Task details → Every line in the records below that holds "stored" must be identified and copied.

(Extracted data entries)
Segment Open

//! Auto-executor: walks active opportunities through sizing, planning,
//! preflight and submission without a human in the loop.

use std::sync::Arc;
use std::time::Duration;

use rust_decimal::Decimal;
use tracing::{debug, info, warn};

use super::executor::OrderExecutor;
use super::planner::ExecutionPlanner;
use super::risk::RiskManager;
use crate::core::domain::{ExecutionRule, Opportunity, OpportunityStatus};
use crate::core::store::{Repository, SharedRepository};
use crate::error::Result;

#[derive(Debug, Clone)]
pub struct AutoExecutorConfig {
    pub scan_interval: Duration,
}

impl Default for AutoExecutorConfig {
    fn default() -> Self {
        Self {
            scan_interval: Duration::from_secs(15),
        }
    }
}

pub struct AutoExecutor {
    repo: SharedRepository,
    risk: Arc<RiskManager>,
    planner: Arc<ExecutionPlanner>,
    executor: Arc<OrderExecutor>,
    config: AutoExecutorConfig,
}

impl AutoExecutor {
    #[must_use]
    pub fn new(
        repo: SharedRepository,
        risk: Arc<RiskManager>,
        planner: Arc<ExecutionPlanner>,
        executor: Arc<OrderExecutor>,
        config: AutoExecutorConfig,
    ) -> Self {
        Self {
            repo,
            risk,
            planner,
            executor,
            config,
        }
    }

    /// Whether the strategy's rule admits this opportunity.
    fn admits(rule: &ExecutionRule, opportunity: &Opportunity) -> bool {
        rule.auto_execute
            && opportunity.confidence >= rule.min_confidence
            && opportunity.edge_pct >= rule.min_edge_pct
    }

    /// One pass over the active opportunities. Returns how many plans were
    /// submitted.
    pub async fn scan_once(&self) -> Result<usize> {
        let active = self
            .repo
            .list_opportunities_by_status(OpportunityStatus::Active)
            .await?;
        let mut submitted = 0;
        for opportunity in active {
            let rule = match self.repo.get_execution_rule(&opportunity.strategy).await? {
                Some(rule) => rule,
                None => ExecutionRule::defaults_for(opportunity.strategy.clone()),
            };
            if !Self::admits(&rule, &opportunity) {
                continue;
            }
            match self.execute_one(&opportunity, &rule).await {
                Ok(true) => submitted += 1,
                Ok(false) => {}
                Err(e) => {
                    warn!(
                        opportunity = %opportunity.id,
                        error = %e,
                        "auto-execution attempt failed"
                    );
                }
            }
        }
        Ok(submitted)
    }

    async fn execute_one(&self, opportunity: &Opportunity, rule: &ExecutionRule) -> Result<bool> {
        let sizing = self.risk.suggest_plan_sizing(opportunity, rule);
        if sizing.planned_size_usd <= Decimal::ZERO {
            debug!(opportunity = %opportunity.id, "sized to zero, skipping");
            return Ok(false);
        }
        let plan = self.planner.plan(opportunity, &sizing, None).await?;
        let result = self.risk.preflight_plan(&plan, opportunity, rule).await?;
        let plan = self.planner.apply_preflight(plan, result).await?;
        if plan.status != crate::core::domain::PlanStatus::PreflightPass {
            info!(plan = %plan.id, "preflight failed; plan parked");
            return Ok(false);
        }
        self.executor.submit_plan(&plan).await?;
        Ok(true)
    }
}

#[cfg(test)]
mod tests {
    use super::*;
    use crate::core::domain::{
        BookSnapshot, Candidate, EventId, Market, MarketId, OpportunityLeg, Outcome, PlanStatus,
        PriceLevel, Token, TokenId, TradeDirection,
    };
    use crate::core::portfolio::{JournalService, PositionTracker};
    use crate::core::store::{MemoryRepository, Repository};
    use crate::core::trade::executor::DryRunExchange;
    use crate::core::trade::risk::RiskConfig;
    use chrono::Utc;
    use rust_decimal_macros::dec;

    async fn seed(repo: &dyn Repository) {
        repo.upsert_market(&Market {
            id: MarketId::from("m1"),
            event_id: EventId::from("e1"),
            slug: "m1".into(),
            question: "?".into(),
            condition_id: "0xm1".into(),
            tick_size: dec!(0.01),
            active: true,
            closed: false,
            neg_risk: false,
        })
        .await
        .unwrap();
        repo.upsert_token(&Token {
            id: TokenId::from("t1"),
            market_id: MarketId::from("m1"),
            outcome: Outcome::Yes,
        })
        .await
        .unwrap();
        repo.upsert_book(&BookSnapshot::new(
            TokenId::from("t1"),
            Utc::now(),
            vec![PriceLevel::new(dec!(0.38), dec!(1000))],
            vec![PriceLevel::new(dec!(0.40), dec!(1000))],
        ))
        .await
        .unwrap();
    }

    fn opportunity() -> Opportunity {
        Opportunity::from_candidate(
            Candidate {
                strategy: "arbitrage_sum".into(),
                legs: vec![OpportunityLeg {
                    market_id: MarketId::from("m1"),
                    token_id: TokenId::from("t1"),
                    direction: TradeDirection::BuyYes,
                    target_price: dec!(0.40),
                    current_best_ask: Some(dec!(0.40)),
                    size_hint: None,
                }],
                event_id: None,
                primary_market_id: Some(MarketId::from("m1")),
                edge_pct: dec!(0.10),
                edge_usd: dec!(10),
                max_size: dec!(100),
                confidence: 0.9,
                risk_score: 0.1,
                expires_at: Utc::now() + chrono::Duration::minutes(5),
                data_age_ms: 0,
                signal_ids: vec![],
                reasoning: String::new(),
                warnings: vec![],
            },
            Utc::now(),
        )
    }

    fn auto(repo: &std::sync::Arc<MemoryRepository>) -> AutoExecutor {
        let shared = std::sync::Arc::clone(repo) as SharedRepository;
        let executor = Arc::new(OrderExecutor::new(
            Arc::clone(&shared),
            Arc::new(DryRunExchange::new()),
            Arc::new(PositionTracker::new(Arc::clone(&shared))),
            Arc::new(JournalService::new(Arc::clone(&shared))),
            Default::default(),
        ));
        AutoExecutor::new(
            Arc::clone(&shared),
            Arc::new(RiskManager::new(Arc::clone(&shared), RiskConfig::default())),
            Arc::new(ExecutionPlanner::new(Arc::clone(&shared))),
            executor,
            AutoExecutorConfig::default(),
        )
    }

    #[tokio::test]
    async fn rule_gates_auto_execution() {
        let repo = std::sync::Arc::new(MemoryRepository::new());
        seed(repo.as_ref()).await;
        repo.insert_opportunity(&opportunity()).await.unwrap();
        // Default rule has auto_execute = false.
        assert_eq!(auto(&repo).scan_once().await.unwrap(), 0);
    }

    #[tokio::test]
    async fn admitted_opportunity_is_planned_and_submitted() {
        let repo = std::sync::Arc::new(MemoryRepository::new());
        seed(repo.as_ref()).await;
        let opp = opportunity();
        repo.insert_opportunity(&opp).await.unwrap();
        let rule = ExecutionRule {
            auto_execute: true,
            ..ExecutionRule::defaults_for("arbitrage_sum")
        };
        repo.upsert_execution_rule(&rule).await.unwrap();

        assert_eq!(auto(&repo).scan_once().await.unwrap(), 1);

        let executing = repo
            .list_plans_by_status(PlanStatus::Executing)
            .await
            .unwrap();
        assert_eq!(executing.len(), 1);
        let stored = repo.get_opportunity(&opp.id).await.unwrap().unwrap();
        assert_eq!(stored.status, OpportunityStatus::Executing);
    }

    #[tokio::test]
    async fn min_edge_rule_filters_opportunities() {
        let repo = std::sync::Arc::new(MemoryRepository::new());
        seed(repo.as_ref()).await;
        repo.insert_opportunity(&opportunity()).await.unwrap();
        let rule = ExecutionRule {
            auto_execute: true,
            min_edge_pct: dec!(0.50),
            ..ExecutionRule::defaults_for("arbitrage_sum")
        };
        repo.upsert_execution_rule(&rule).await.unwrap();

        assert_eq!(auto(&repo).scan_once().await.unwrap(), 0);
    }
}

Segment Closed
Segment Open

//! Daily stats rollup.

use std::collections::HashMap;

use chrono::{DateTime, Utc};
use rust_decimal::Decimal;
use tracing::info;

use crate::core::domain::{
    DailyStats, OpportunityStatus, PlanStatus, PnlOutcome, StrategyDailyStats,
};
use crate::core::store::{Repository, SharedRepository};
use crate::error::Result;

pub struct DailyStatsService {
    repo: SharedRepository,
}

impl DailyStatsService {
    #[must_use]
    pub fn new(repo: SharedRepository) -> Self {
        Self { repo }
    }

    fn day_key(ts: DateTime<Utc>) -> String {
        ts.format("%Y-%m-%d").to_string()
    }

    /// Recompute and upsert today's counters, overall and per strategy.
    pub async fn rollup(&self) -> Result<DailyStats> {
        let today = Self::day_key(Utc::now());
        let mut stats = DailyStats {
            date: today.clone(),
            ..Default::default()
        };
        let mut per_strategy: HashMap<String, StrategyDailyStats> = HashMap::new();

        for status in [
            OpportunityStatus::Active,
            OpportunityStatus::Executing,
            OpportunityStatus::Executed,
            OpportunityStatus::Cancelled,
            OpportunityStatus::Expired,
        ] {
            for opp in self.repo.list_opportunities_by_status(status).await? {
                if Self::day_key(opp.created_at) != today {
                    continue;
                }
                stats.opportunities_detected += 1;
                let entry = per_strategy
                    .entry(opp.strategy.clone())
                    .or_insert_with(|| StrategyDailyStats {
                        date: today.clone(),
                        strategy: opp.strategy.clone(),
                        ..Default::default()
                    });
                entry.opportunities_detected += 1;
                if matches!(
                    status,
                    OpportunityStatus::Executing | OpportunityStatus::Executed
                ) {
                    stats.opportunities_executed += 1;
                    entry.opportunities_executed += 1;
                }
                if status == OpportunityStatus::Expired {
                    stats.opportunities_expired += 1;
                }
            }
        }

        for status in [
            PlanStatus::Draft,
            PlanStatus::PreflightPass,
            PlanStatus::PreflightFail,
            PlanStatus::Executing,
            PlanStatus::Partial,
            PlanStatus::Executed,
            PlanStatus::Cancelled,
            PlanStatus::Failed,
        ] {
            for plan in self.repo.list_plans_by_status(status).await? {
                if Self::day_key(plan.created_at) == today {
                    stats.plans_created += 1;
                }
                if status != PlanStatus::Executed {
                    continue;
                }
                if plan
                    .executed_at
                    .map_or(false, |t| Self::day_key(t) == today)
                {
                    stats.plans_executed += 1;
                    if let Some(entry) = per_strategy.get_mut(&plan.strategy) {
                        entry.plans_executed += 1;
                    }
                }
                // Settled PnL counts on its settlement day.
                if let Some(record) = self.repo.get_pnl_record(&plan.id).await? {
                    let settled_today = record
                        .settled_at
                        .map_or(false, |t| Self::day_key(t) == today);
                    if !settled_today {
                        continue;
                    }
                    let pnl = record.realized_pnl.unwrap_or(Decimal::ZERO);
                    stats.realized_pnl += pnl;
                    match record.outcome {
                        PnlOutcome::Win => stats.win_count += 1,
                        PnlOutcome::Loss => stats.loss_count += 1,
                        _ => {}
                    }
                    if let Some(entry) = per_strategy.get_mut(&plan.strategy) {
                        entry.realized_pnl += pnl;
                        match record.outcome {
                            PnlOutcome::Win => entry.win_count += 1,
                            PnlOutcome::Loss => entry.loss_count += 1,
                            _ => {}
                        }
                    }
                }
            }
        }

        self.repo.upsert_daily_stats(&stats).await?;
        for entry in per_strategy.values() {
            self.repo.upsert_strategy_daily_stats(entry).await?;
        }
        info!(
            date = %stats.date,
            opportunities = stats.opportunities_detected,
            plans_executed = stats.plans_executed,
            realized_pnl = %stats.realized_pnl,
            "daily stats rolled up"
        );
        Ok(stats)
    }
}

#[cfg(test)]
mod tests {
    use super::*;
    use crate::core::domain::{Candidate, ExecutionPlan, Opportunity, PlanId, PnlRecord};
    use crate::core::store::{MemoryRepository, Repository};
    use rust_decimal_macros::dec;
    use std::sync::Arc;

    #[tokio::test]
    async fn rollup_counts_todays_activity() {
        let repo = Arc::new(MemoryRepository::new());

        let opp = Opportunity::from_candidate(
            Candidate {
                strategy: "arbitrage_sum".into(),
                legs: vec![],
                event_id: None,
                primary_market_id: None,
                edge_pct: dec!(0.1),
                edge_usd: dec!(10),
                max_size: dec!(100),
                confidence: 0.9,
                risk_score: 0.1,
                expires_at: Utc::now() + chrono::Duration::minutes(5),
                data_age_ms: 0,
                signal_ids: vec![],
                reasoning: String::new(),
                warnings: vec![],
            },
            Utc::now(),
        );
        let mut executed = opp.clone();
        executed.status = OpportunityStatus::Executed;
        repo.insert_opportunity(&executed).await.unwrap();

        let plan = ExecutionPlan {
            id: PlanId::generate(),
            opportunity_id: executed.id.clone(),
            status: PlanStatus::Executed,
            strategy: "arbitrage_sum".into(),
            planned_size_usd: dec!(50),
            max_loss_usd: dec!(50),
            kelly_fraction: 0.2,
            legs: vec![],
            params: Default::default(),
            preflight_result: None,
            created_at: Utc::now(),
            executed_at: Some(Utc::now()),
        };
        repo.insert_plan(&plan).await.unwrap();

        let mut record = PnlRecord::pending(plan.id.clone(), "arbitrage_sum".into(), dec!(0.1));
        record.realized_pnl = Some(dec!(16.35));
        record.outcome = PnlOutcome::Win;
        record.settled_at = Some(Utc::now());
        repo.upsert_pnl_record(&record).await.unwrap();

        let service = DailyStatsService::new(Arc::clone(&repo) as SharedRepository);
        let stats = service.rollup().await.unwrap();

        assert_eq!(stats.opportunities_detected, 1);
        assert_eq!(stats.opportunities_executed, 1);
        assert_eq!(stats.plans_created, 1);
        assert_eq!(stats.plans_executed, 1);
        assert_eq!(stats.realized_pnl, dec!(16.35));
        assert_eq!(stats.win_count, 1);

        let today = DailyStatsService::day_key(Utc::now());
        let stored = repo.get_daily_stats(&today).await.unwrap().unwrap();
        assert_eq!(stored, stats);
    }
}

Segment Closed

Answer box →
        let stored = repo.get_opportunity(&opp.id).await.unwrap().unwrap();
        assert_eq!(stored.status, OpportunityStatus::Executing);
        let stored = repo.get_daily_stats(&today).await.unwrap().unwrap();
        assert_eq!(stored, stats);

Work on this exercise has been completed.